Almost anyone who has significant experience with teaching will know that there is more to teaching than simply sharing content with student. There is a whole other world of grading, planning, and other tasks that need to be address so that learning can happen when it is time to teach. However, in my experience these other tasks are often neglected when people have to teach in an online setting. Therefore, we will look at some of these management task that need to be dealt with online just as they are in a face-to-face setting. These management task are
- Task monitoring
- Time management
Communication probably appears to be an obvious thing to do when teaching. In the classroom, this is true. This is because students can ask questions and the teacher can try to clarify things if students look confused. The ability to see each other helps to encourage communication in many situations. However, in an online setting, I have seen teachers wait for students to contact them and then the teachers are slow to respond if they respond at all. For some teachers, if there is silence it means that the students are ok. This can lead to disengaged or highly anxious students who do not know what to do are what is expected of them.
When teaching online it is important to be proactive with communication. A teacher should not wait for students to come to him but should post messages to the whole class and individual students. For example, a teacher might send a message to all the students in a class every morning just as a way to check in by expecting the students to respond to the message. This helps students to believe they are a part of a class and not just socially isolated.
In addition, struggling students need additional support. An online teachers needs to contact a student when the fail to complete an assignment. In a face-to-face setting, a teacher might talk to a struggling student. However, in an online setting this form of intervention can be forgotten which will generally make the situation worst. This type of support must continue through contacting the student to try and assess the source of difficulty for the student.

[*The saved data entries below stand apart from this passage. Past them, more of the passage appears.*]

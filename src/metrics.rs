//! Prometheus metrics for scan ingestion.

use std::sync::Arc;
use std::time::Duration;

use axum::extract::State;
use axum::http::{StatusCode, header};
use axum::response::IntoResponse;
use prometheus_client::encoding::EncodeLabelSet;
use prometheus_client::encoding::text::encode;
use prometheus_client::metrics::counter::Counter;
use prometheus_client::metrics::family::Family;
use prometheus_client::metrics::histogram::Histogram;
use prometheus_client::registry::Registry;

use crate::service::IngestReport;

const OPENMETRICS_CONTENT_TYPE: &str = "application/openmetrics-text; version=1.0.0; charset=utf-8";

/// Labels for ingest batch metrics.
#[derive(Clone, Debug, Hash, PartialEq, Eq, EncodeLabelSet)]
pub struct BatchLabels {
    pub result: String,
}

impl BatchLabels {
    fn success() -> Self {
        Self {
            result: "success".to_string(),
        }
    }

    fn failure() -> Self {
        Self {
            result: "failure".to_string(),
        }
    }
}

/// All Prometheus metrics for the service.
pub struct Metrics {
    pub ingest_batches_total: Family<BatchLabels, Counter>,
    pub ingested_scans_total: Counter,
    pub ingested_vulnerabilities_total: Counter,
    pub ingest_duration_seconds: Histogram,
}

const INGEST_BUCKETS: &[f64] = &[
    0.001, 0.005, 0.01, 0.025, 0.05, 0.1, 0.25, 0.5, 1.0, 2.5, 5.0,
];

impl Metrics {
    /// Create and register all metrics with the given registry.
    pub fn new(registry: &mut Registry) -> Self {
        let ingest_batches_total = Family::<BatchLabels, Counter>::default();
        registry.register(
            "vulnboard_ingest_batches",
            "Total number of scan batches submitted for ingestion",
            ingest_batches_total.clone(),
        );

        let ingested_scans_total = Counter::default();
        registry.register(
            "vulnboard_ingested_scans",
            "Total number of scan results committed",
            ingested_scans_total.clone(),
        );

        let ingested_vulnerabilities_total = Counter::default();
        registry.register(
            "vulnboard_ingested_vulnerabilities",
            "Total number of vulnerabilities committed",
            ingested_vulnerabilities_total.clone(),
        );

        let ingest_duration_seconds = Histogram::new(INGEST_BUCKETS.iter().copied());
        registry.register(
            "vulnboard_ingest_duration_seconds",
            "Duration of batch ingestion in seconds",
            ingest_duration_seconds.clone(),
        );

        Self {
            ingest_batches_total,
            ingested_scans_total,
            ingested_vulnerabilities_total,
            ingest_duration_seconds,
        }
    }

    /// Record a committed batch.
    pub fn record_success(&self, report: &IngestReport, elapsed: Duration) {
        self.ingest_batches_total
            .get_or_create(&BatchLabels::success())
            .inc();
        self.ingested_scans_total.inc_by(report.scans as u64);
        self.ingested_vulnerabilities_total
            .inc_by(report.vulnerabilities as u64);
        self.ingest_duration_seconds.observe(elapsed.as_secs_f64());
    }

    /// Record a rejected or rolled back batch.
    pub fn record_failure(&self, elapsed: Duration) {
        self.ingest_batches_total
            .get_or_create(&BatchLabels::failure())
            .inc();
        self.ingest_duration_seconds.observe(elapsed.as_secs_f64());
    }
}

/// Axum handler that encodes the registry as OpenMetrics text.
pub async fn metrics_handler(State(registry): State<Arc<Registry>>) -> impl IntoResponse {
    let mut buf = String::new();
    if encode(&mut buf, &registry).is_err() {
        return (
            StatusCode::INTERNAL_SERVER_ERROR,
            [(header::CONTENT_TYPE, "text/plain; charset=utf-8")],
            "Failed to encode metrics".to_string(),
        );
    }
    (
        StatusCode::OK,
        [(header::CONTENT_TYPE, OPENMETRICS_CONTENT_TYPE)],
        buf,
    )
}
use vergen_gix::{BuildBuilder, Emitter, GixBuilder, RustcBuilder};

fn main() -> Result<(), Box<dyn std::error::Error>> {
    let build = BuildBuilder::default().build_timestamp(true).build()?;
    let git = GixBuilder::default().sha(true).build()?;
    let rustc = RustcBuilder::default().semver(true).build()?;

    Emitter::default()
        .add_instructions(&build)?
        .add_instructions(&git)?
        .add_instructions(&rustc)?
        .emit()?;

    Ok(())
}
//! HTTP request handlers for API endpoints

use std::time::Instant;

use axum::{
    Json,
    extract::{Path, Query, State, rejection::JsonRejection},
    http::StatusCode,
};
use tracing::{debug, info, warn};

use crate::storage::{ScanResult, Statistics, Vulnerability};

use super::error::ApiError;
use super::state::AppState;
use super::types::{
    ErrorResponse, HealthResponse, ListQuery, MessageResponse, ScansQuery, TrendQuery,
    TrendResponse,
};

/// Health check that round-trips the database
#[utoipa::path(
    get,
    path = "/api/health",
    tag = "Health",
    responses(
        (status = 200, description = "Service and database are healthy", body = HealthResponse),
        (status = 500, description = "Database unreachable", body = ErrorResponse)
    )
)]
pub async fn health(State(state): State<AppState>) -> Result<Json<HealthResponse>, ApiError> {
    state
        .db
        .ping()
        .map_err(|e| ApiError::Unavailable("Database connection failed", e))?;

    Ok(Json(HealthResponse {
        status: "healthy".to_string(),
        database: "connected".to_string(),
    }))
}

/// Ingest a batch of scan results in one transaction
#[utoipa::path(
    post,
    path = "/api/scan",
    tag = "Scans",
    request_body = Vec<ScanResult>,
    responses(
        (status = 201, description = "Batch committed", body = MessageResponse),
        (status = 400, description = "Malformed request body", body = ErrorResponse),
        (status = 500, description = "Batch rejected or rolled back", body = ErrorResponse)
    )
)]
pub async fn submit_scans(
    State(state): State<AppState>,
    payload: Result<Json<Vec<ScanResult>>, JsonRejection>,
) -> Result<(StatusCode, Json<MessageResponse>), ApiError> {
    let Json(scans) = payload.map_err(|rejection| {
        warn!(error = %rejection, "Rejected scan payload");
        ApiError::BadRequest("Invalid request payload")
    })?;

    debug!(scans = scans.len(), "Received scan batch");

    let started = Instant::now();
    let report = match state.ingestor.process_batch(&scans) {
        Ok(report) => {
            state.metrics.record_success(&report, started.elapsed());
            report
        }
        Err(e) => {
            state.metrics.record_failure(started.elapsed());
            return Err(e.into());
        }
    };

    info!(
        scans = report.scans,
        vulnerabilities = report.vulnerabilities,
        "Scan batch accepted"
    );

    Ok((
        StatusCode::CREATED,
        Json(MessageResponse {
            message: "Scan results processed successfully".to_string(),
        }),
    ))
}

/// List vulnerabilities with optional exact-match filters
#[utoipa::path(
    get,
    path = "/api/vulnerabilities",
    tag = "Vulnerabilities",
    params(ListQuery),
    responses(
        (status = 200, description = "Matching vulnerabilities, newest first", body = Vec<Vulnerability>),
        (status = 500, description = "Internal server error", body = ErrorResponse)
    )
)]
pub async fn list_vulnerabilities(
    State(state): State<AppState>,
    Query(query): Query<ListQuery>,
) -> Result<Json<Vec<Vulnerability>>, ApiError> {
    let vulnerabilities = state.queries.list_vulnerabilities(&query.to_filters())?;
    Ok(Json(vulnerabilities))
}

/// Get a single vulnerability
#[utoipa::path(
    get,
    path = "/api/vulnerabilities/{id}",
    tag = "Vulnerabilities",
    params(
        ("id" = String, Path, description = "Vulnerability identifier, e.g. a CVE id")
    ),
    responses(
        (status = 200, description = "Vulnerability details", body = Vulnerability),
        (status = 404, description = "Vulnerability not found", body = ErrorResponse),
        (status = 500, description = "Internal server error", body = ErrorResponse)
    )
)]
pub async fn get_vulnerability(
    State(state): State<AppState>,
    Path(id): Path<String>,
) -> Result<Json<Vulnerability>, ApiError> {
    state
        .queries
        .get_vulnerability(&id)?
        .map(Json)
        .ok_or(ApiError::NotFound("Vulnerability not found"))
}

/// Aggregate statistics
#[utoipa::path(
    get,
    path = "/api/stats",
    tag = "Statistics",
    responses(
        (status = 200, description = "Scan and vulnerability totals", body = Statistics),
        (status = 500, description = "Internal server error", body = ErrorResponse)
    )
)]
pub async fn get_stats(State(state): State<AppState>) -> Result<Json<Statistics>, ApiError> {
    Ok(Json(state.queries.statistics()?))
}

/// Most recent scans
#[utoipa::path(
    get,
    path = "/api/scans",
    tag = "Scans",
    params(ScansQuery),
    responses(
        (status = 200, description = "Recent scans, newest first; summaries carry only the total", body = Vec<ScanResult>),
        (status = 500, description = "Internal server error", body = ErrorResponse)
    )
)]
pub async fn list_scans(
    State(state): State<AppState>,
    Query(query): Query<ScansQuery>,
) -> Result<Json<Vec<ScanResult>>, ApiError> {
    Ok(Json(state.queries.recent_scans(query.limit())?))
}

/// A single scan with its vulnerabilities and full summary
#[utoipa::path(
    get,
    path = "/api/scans/{scan_id}",
    tag = "Scans",
    params(
        ("scan_id" = String, Path, description = "Scan identifier")
    ),
    responses(
        (status = 200, description = "Scan details", body = ScanResult),
        (status = 404, description = "Scan not found", body = ErrorResponse),
        (status = 500, description = "Internal server error", body = ErrorResponse)
    )
)]
pub async fn get_scan(
    State(state): State<AppState>,
    Path(scan_id): Path<String>,
) -> Result<Json<ScanResult>, ApiError> {
    state
        .queries
        .get_scan(&scan_id)?
        .map(Json)
        .ok_or(ApiError::NotFound("Scan not found"))
}

/// Daily publication counts per severity
#[utoipa::path(
    get,
    path = "/api/trends",
    tag = "Statistics",
    params(TrendQuery),
    responses(
        (status = 200, description = "One count per day for each severity seen", body = TrendResponse),
        (status = 500, description = "Internal server error", body = ErrorResponse)
    )
)]
pub async fn get_trends(
    State(state): State<AppState>,
    Query(query): Query<TrendQuery>,
) -> Result<Json<TrendResponse>, ApiError> {
    let trends = state.queries.vulnerability_trends(query.days())?;
    Ok(Json(TrendResponse(trends)))
}
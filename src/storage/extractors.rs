//! Conversions between stored column text and domain values

use chrono::{DateTime, SecondsFormat, Utc};

use crate::error::ScanError;

/// Format a timestamp for storage.
///
/// Fixed-width UTC with microseconds, so text order matches time order.
pub fn to_db_timestamp(ts: &DateTime<Utc>) -> String {
    ts.to_rfc3339_opts(SecondsFormat::Micros, true)
}

/// Parse a stored timestamp
pub fn parse_db_timestamp(raw: &str) -> Result<DateTime<Utc>, ScanError> {
    DateTime::parse_from_rfc3339(raw)
        .map(|ts| ts.with_timezone(&Utc))
        .map_err(|e| ScanError::serialization(format!("invalid stored timestamp {raw:?}: {e}")))
}

/// Parse an aggregated risk-factor column.
///
/// Accepts a JSON array (`["RCE","High CVSS"]`) or a brace-delimited array
/// literal (`{RCE,"High CVSS"}`). Null elements are dropped.
pub fn parse_risk_factors(raw: &str) -> Result<Vec<String>, ScanError> {
    let trimmed = raw.trim();

    if trimmed.is_empty() {
        return Ok(Vec::new());
    }

    if trimmed.starts_with('[') {
        let values: Vec<Option<String>> = serde_json::from_str(trimmed)
            .map_err(|e| ScanError::serialization(format!("failed to parse risk factors: {e}")))?;
        return Ok(values.into_iter().flatten().collect());
    }

    if let Some(inner) = trimmed
        .strip_prefix('{')
        .and_then(|rest| rest.strip_suffix('}'))
    {
        return parse_array_literal(inner);
    }

    Err(ScanError::serialization(format!(
        "failed to parse risk factors: unrecognized encoding {raw:?}"
    )))
}

fn parse_array_literal(inner: &str) -> Result<Vec<String>, ScanError> {
    let mut factors = Vec::new();
    if inner.trim().is_empty() {
        return Ok(factors);
    }

    let mut current = String::new();
    let mut quoted = false;
    let mut was_quoted = false;
    let mut chars = inner.chars();

    while let Some(c) = chars.next() {
        match c {
            '"' => {
                quoted = !quoted;
                was_quoted = true;
            }
            '\\' if quoted => match chars.next() {
                Some(escaped) => current.push(escaped),
                None => {
                    return Err(ScanError::serialization(
                        "failed to parse risk factors: dangling escape",
                    ));
                }
            },
            ',' if !quoted => {
                push_element(&mut factors, &current, was_quoted);
                current.clear();
                was_quoted = false;
            }
            _ => current.push(c),
        }
    }

    if quoted {
        return Err(ScanError::serialization(
            "failed to parse risk factors: unterminated quote",
        ));
    }
    push_element(&mut factors, &current, was_quoted);

    Ok(factors)
}

fn push_element(factors: &mut Vec<String>, element: &str, was_quoted: bool) {
    if was_quoted {
        factors.push(element.to_string());
        return;
    }
    let element = element.trim();
    if !element.eq_ignore_ascii_case("NULL") {
        factors.push(element.to_string());
    }
}
pub mod config;
pub mod error;
pub mod logging;
pub mod metrics;
pub mod server;
pub mod service;
pub mod storage;
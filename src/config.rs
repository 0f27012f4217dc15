use clap::{Parser, Subcommand, ValueEnum};

// ============================================
// Environment variable name constants
// ============================================
pub mod env {
    pub const LOG_FORMAT: &str = "LOG_FORMAT";
    pub const LOG_LEVEL: &str = "LOG_LEVEL";
    pub const SERVER_PORT: &str = "SERVER_PORT";
    pub const STORAGE_PATH: &str = "STORAGE_PATH";
    pub const DATABASE_FILE: &str = "DATABASE_FILE";
}

/// In-memory database sentinel understood by SQLite
pub const IN_MEMORY_DB: &str = ":memory:";

#[derive(Debug, Clone, Copy, PartialEq, Eq, ValueEnum)]
pub enum LogFormat {
    /// One JSON object per line
    Json,
    /// Compact human-readable lines
    Pretty,
}

impl std::fmt::Display for LogFormat {
    fn fmt(&self, f: &mut std::fmt::Formatter<'_>) -> std::fmt::Result {
        match self {
            LogFormat::Json => write!(f, "json"),
            LogFormat::Pretty => write!(f, "pretty"),
        }
    }
}

#[derive(Subcommand, Debug, Clone)]
pub enum Command {
    /// Show version information
    Version,
}

#[derive(Parser, Debug, Clone)]
#[command(
    name = "vulnboard",
    version,
    about = "Vulnerability scan ingestion and query service",
    long_about = "Receives batches of container scan results over HTTP, stores them in SQLite and serves filtered listings, statistics and trends for dashboards."
)]
pub struct Config {
    #[command(subcommand)]
    pub command: Option<Command>,

    /// Log format: json or pretty
    #[arg(long, env = env::LOG_FORMAT, value_enum, default_value = "json")]
    pub log_format: LogFormat,

    /// Log level: trace, debug, info, warn, error
    #[arg(long, env = env::LOG_LEVEL, default_value = "info")]
    pub log_level: String,

    /// API server port
    #[arg(long, env = env::SERVER_PORT, default_value = "8000")]
    pub server_port: u16,

    /// Directory holding the SQLite database file
    #[arg(long, env = env::STORAGE_PATH, default_value = "/data")]
    pub storage_path: String,

    /// SQLite database file name (":memory:" keeps everything in RAM)
    #[arg(long, env = env::DATABASE_FILE, default_value = "vulnboard.db")]
    pub database_file: String,
}

impl Config {
    pub fn from_args() -> Self {
        Config::parse()
    }

    pub fn validate(&self) -> Result<(), String> {
        if self.server_port == 0 {
            return Err(format!("{} must be a non-zero port", env::SERVER_PORT));
        }
        if self.database_file.trim().is_empty() {
            return Err(format!("{} must not be empty", env::DATABASE_FILE));
        }
        Ok(())
    }

    /// Get SQLite database path
    pub fn get_db_path(&self) -> String {
        if self.database_file == IN_MEMORY_DB {
            return IN_MEMORY_DB.to_string();
        }
        format!(
            "{}/{}",
            self.storage_path.trim_end_matches('/'),
            self.database_file
        )
    }
}

#[cfg(test)]
mod tests {
    use super::*;

    fn default_config() -> Config {
        Config {
            command: None,
            log_format: LogFormat::Json,
            log_level: "info".to_string(),
            server_port: 8000,
            storage_path: "/data".to_string(),
            database_file: "vulnboard.db".to_string(),
        }
    }

    #[test]
    fn test_validate_defaults() {
        assert!(default_config().validate().is_ok());
    }

    #[test]
    fn test_validate_zero_port() {
        let mut config = default_config();
        config.server_port = 0;
        assert_eq!(
            config.validate().unwrap_err(),
            "SERVER_PORT must be a non-zero port"
        );
    }

    #[test]
    fn test_validate_empty_database_file() {
        let mut config = default_config();
        config.database_file = "  ".to_string();
        assert!(config.validate().is_err());
    }

    #[test]
    fn test_get_db_path() {
        assert_eq!(default_config().get_db_path(), "/data/vulnboard.db");
    }

    #[test]
    fn test_get_db_path_trailing_slash() {
        let mut config = default_config();
        config.storage_path = "/tmp/custom/".to_string();
        assert_eq!(config.get_db_path(), "/tmp/custom/vulnboard.db");
    }

    #[test]
    fn test_get_db_path_in_memory() {
        let mut config = default_config();
        config.database_file = IN_MEMORY_DB.to_string();
        assert_eq!(config.get_db_path(), ":memory:");
    }

    #[test]
    fn test_parse_from_args() {
        let config = Config::try_parse_from([
            "vulnboard",
            "--log-format",
            "pretty",
            "--server-port",
            "9000",
        ])
        .expect("args should parse");
        assert_eq!(config.log_format, LogFormat::Pretty);
        assert_eq!(config.server_port, 9000);
    }

    #[test]
    fn test_log_format_display() {
        assert_eq!(LogFormat::Json.to_string(), "json");
        assert_eq!(LogFormat::Pretty.to_string(), "pretty");
    }
}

A second form of communication is providing feedback through timely grading of assignments. This is often ignored when teaching face-to-face but this can be a real disaster when grading assignments is neglected in an online setting. The feedback from the grades is another way to connect with the students. Since in person communication may not be possible it is doubly critical that students know their academic progress or lack thereof.
Task monitoring has to do with the students being able to see which assignments they have completed and which ones they still need to do. How this can be done varies from lms to lms. However, most lms have a way in which the system will place check marks next to completed assignments. In Moodle, this is done by setting up the activity completion feature inside a course.
For tracking progress for the entire course, it may be possible to setup some form of a progress bar that students can see. As the bar nears completion it can help to motivate students. One tool in Moodle is the the activity completion block that tells the students how many activities the have completed as well as the total number of activities in a course.
What both of the two suggestion above have in common is that they don’t require a lot of work by the teacher. Once there setup, these two ideas take care of themselves. Instead of watching the activity completion, the teacher should be encouraging students to look at these tools and followup with students who do not complete assignments.
Time management is another task that is monitored naturally in a traditional teaching setting but is ignored in an online setting. It is common in my experience for new online teachers to provide too much content and assignments. This is due in part to the fact they are not cognizant of how much time an assignment or content should take for students to absorb or respond to.
One tool that can help with this is to use the calendar that is available in the lms. When this is done the teacher can see how much they want the students to do on a certain day. It is also beneficial to make a mental note of how long a teacher thinks something will take to do when teaching online.
Another tool that can be consider is using some form of tool that announces assignments that are due soon. For example, Moodle has a block called “upcoming events” which shares the assignments that are closes to being due. This helps students to prioritize what they need to be focusing on. It is important to note that at least in Moodle that the upcoming events block will not work unless the calendar is being used. Using the calendar is not hard but requires a great deal of discipline to constantly update which is hard to find in most people.
Classroom management online takes awareness from the teacher to understand the large amount of structure that students require in order to learn. Putting the mechanism here in place can help to reduce some of the anxiety that students have when learning online. This anxiety comes from the lack of connection they have with the teacher and others in the class. By communicating, monitoring, and managing time effectively students can have success when learning online.